***** Material supplied *****

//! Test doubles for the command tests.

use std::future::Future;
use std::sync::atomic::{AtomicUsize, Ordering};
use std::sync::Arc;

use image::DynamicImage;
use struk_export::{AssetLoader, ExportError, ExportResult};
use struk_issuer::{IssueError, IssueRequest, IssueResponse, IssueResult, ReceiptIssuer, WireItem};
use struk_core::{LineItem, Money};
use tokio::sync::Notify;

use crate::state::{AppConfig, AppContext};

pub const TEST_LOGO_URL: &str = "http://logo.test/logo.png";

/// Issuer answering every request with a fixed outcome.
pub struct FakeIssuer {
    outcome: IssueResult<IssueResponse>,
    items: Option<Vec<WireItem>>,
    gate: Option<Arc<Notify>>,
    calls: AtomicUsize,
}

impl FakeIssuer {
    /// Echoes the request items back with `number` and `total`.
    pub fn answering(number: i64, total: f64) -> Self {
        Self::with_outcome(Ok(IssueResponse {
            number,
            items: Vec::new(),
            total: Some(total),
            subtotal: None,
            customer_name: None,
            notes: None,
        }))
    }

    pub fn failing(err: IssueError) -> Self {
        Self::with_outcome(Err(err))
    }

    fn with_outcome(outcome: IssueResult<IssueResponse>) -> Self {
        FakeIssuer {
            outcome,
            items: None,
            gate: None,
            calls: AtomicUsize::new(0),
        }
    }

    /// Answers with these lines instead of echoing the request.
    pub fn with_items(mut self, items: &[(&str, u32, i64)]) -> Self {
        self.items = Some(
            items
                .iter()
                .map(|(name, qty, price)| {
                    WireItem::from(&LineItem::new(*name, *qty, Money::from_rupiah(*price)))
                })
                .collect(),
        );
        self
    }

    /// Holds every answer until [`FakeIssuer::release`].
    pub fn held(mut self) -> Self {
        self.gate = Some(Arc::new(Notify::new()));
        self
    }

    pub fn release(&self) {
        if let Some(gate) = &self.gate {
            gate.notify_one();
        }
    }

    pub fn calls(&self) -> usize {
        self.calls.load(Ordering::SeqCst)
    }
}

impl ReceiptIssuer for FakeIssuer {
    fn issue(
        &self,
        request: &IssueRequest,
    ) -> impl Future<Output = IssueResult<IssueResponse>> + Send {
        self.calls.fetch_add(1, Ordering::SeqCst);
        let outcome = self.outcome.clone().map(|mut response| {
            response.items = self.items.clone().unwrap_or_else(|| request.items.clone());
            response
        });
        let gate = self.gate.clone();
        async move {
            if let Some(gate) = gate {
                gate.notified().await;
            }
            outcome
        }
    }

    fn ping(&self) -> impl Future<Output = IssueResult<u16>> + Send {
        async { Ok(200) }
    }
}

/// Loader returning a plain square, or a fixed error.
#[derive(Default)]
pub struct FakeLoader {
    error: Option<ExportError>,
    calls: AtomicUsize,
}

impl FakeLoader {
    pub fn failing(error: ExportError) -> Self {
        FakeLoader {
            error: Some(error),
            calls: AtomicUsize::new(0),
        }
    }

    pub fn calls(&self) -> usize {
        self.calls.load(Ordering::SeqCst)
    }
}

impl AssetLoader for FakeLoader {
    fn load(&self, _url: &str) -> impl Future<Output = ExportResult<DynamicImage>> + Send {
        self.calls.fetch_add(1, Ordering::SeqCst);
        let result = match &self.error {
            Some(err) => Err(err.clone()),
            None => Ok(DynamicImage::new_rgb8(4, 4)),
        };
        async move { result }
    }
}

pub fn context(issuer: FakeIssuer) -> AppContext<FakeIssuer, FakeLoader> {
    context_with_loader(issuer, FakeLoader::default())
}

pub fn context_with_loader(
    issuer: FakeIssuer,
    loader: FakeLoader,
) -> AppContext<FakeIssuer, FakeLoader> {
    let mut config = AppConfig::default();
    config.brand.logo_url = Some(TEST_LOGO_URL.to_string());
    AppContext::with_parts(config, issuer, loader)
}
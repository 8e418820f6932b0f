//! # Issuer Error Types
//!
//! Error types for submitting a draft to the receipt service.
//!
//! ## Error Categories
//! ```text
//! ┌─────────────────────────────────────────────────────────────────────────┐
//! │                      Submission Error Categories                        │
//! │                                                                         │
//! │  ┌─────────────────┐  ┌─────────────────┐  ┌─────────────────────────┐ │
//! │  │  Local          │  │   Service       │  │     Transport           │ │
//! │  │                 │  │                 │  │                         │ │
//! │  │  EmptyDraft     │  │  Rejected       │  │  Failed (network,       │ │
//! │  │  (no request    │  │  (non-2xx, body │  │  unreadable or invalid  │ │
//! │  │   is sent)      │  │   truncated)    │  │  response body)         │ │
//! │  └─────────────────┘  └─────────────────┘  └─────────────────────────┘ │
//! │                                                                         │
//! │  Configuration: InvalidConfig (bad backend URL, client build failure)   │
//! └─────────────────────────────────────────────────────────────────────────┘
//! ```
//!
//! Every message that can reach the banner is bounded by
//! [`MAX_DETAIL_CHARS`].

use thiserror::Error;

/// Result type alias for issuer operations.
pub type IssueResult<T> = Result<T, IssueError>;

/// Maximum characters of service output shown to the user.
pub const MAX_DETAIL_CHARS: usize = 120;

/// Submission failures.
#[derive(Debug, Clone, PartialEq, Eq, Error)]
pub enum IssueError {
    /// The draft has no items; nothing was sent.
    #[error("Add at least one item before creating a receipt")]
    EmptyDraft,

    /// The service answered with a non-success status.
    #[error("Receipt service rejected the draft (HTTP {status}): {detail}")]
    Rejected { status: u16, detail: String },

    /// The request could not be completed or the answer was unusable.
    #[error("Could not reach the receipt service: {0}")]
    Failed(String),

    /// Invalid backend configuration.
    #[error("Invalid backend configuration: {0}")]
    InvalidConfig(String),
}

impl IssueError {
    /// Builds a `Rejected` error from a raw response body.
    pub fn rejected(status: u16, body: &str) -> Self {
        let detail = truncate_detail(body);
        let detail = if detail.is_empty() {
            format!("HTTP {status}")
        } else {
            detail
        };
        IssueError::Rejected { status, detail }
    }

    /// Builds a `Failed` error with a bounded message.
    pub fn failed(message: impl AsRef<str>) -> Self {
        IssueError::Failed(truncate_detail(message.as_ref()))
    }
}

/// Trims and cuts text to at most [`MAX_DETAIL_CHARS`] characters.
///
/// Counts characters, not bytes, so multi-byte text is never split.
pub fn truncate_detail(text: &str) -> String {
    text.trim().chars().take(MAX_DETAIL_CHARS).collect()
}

*****

Instructions to follow: Copy every record above exactly as it is.

Worked solution:
//! Test doubles for the command tests.

use std::future::Future;
use std::sync::atomic::{AtomicUsize, Ordering};
use std::sync::Arc;

use image::DynamicImage;
use struk_export::{AssetLoader, ExportError, ExportResult};
use struk_issuer::{IssueError, IssueRequest, IssueResponse, IssueResult, ReceiptIssuer, WireItem};
use struk_core::{LineItem, Money};
use tokio::sync::Notify;

use crate::state::{AppConfig, AppContext};

pub const TEST_LOGO_URL: &str = "http://logo.test/logo.png";

/// Issuer answering every request with a fixed outcome.
pub struct FakeIssuer {
    outcome: IssueResult<IssueResponse>,
    items: Option<Vec<WireItem>>,
    gate: Option<Arc<Notify>>,
    calls: AtomicUsize,
}

impl FakeIssuer {
    /// Echoes the request items back with `number` and `total`.
    pub fn answering(number: i64, total: f64) -> Self {
        Self::with_outcome(Ok(IssueResponse {
            number,
            items: Vec::new(),
            total: Some(total),
            subtotal: None,
            customer_name: None,
            notes: None,
        }))
    }

    pub fn failing(err: IssueError) -> Self {
        Self::with_outcome(Err(err))
    }

    fn with_outcome(outcome: IssueResult<IssueResponse>) -> Self {
        FakeIssuer {
            outcome,
            items: None,
            gate: None,
            calls: AtomicUsize::new(0),
        }
    }

    /// Answers with these lines instead of echoing the request.
    pub fn with_items(mut self, items: &[(&str, u32, i64)]) -> Self {
        self.items = Some(
            items
                .iter()
                .map(|(name, qty, price)| {
                    WireItem::from(&LineItem::new(*name, *qty, Money::from_rupiah(*price)))
                })
                .collect(),
        );
        self
    }

    /// Holds every answer until [`FakeIssuer::release`].
    pub fn held(mut self) -> Self {
        self.gate = Some(Arc::new(Notify::new()));
        self
    }

    pub fn release(&self) {
        if let Some(gate) = &self.gate {
            gate.notify_one();
        }
    }

    pub fn calls(&self) -> usize {
        self.calls.load(Ordering::SeqCst)
    }
}

impl ReceiptIssuer for FakeIssuer {
    fn issue(
        &self,
        request: &IssueRequest,
    ) -> impl Future<Output = IssueResult<IssueResponse>> + Send {
        self.calls.fetch_add(1, Ordering::SeqCst);
        let outcome = self.outcome.clone().map(|mut response| {
            response.items = self.items.clone().unwrap_or_else(|| request.items.clone());
            response
        });
        let gate = self.gate.clone();
        async move {
            if let Some(gate) = gate {
                gate.notified().await;
            }
            outcome
        }
    }

    fn ping(&self) -> impl Future<Output = IssueResult<u16>> + Send {
        async { Ok(200) }
    }
}

/// Loader returning a plain square, or a fixed error.
#[derive(Default)]
pub struct FakeLoader {
    error: Option<ExportError>,
    calls: AtomicUsize,
}

impl FakeLoader {
    pub fn failing(error: ExportError) -> Self {
        FakeLoader {
            error: Some(error),
            calls: AtomicUsize::new(0),
        }
    }

    pub fn calls(&self) -> usize {
        self.calls.load(Ordering::SeqCst)
    }
}

impl AssetLoader for FakeLoader {
    fn load(&self, _url: &str) -> impl Future<Output = ExportResult<DynamicImage>> + Send {
        self.calls.fetch_add(1, Ordering::SeqCst);
        let result = match &self.error {
            Some(err) => Err(err.clone()),
            None => Ok(DynamicImage::new_rgb8(4, 4)),
        };
        async move { result }
    }
}

pub fn context(issuer: FakeIssuer) -> AppContext<FakeIssuer, FakeLoader> {
    context_with_loader(issuer, FakeLoader::default())
}

pub fn context_with_loader(
    issuer: FakeIssuer,
    loader: FakeLoader,
) -> AppContext<FakeIssuer, FakeLoader> {
    let mut config = AppConfig::default();
    config.brand.logo_url = Some(TEST_LOGO_URL.to_string());
    AppContext::with_parts(config, issuer, loader)
}
repository 8e418820f6932b0f
//! # Issuer Error Types
//!
//! Error types for submitting a draft to the receipt service.
//!
//! ## Error Categories
//! ```text
//! ┌─────────────────────────────────────────────────────────────────────────┐
//! │                      Submission Error Categories                        │
//! │                                                                         │
//! │  ┌─────────────────┐  ┌─────────────────┐  ┌─────────────────────────┐ │
//! │  │  Local          │  │   Service       │  │     Transport           │ │
//! │  │                 │  │                 │  │                         │ │
//! │  │  EmptyDraft     │  │  Rejected       │  │  Failed (network,       │ │
//! │  │  (no request    │  │  (non-2xx, body │  │  unreadable or invalid  │ │
//! │  │   is sent)      │  │   truncated)    │  │  response body)         │ │
//! │  └─────────────────┘  └─────────────────┘  └─────────────────────────┘ │
//! │                                                                         │
//! │  Configuration: InvalidConfig (bad backend URL, client build failure)   │
//! └─────────────────────────────────────────────────────────────────────────┘
//! ```
//!
//! Every message that can reach the banner is bounded by
//! [`MAX_DETAIL_CHARS`].

use thiserror::Error;

/// Result type alias for issuer operations.
pub type IssueResult<T> = Result<T, IssueError>;

/// Maximum characters of service output shown to the user.
pub const MAX_DETAIL_CHARS: usize = 120;

/// Submission failures.
#[derive(Debug, Clone, PartialEq, Eq, Error)]
pub enum IssueError {
    /// The draft has no items; nothing was sent.
    #[error("Add at least one item before creating a receipt")]
    EmptyDraft,

    /// The service answered with a non-success status.
    #[error("Receipt service rejected the draft (HTTP {status}): {detail}")]
    Rejected { status: u16, detail: String },

    /// The request could not be completed or the answer was unusable.
    #[error("Could not reach the receipt service: {0}")]
    Failed(String),

    /// Invalid backend configuration.
    #[error("Invalid backend configuration: {0}")]
    InvalidConfig(String),
}

impl IssueError {
    /// Builds a `Rejected` error from a raw response body.
    pub fn rejected(status: u16, body: &str) -> Self {
        let detail = truncate_detail(body);
        let detail = if detail.is_empty() {
            format!("HTTP {status}")
        } else {
            detail
        };
        IssueError::Rejected { status, detail }
    }

    /// Builds a `Failed` error with a bounded message.
    pub fn failed(message: impl AsRef<str>) -> Self {
        IssueError::Failed(truncate_detail(message.as_ref()))
    }
}

/// Trims and cuts text to at most [`MAX_DETAIL_CHARS`] characters.
///
/// Counts characters, not bytes, so multi-byte text is never split.
pub fn truncate_detail(text: &str) -> String {
    text.trim().chars().take(MAX_DETAIL_CHARS).collect()
}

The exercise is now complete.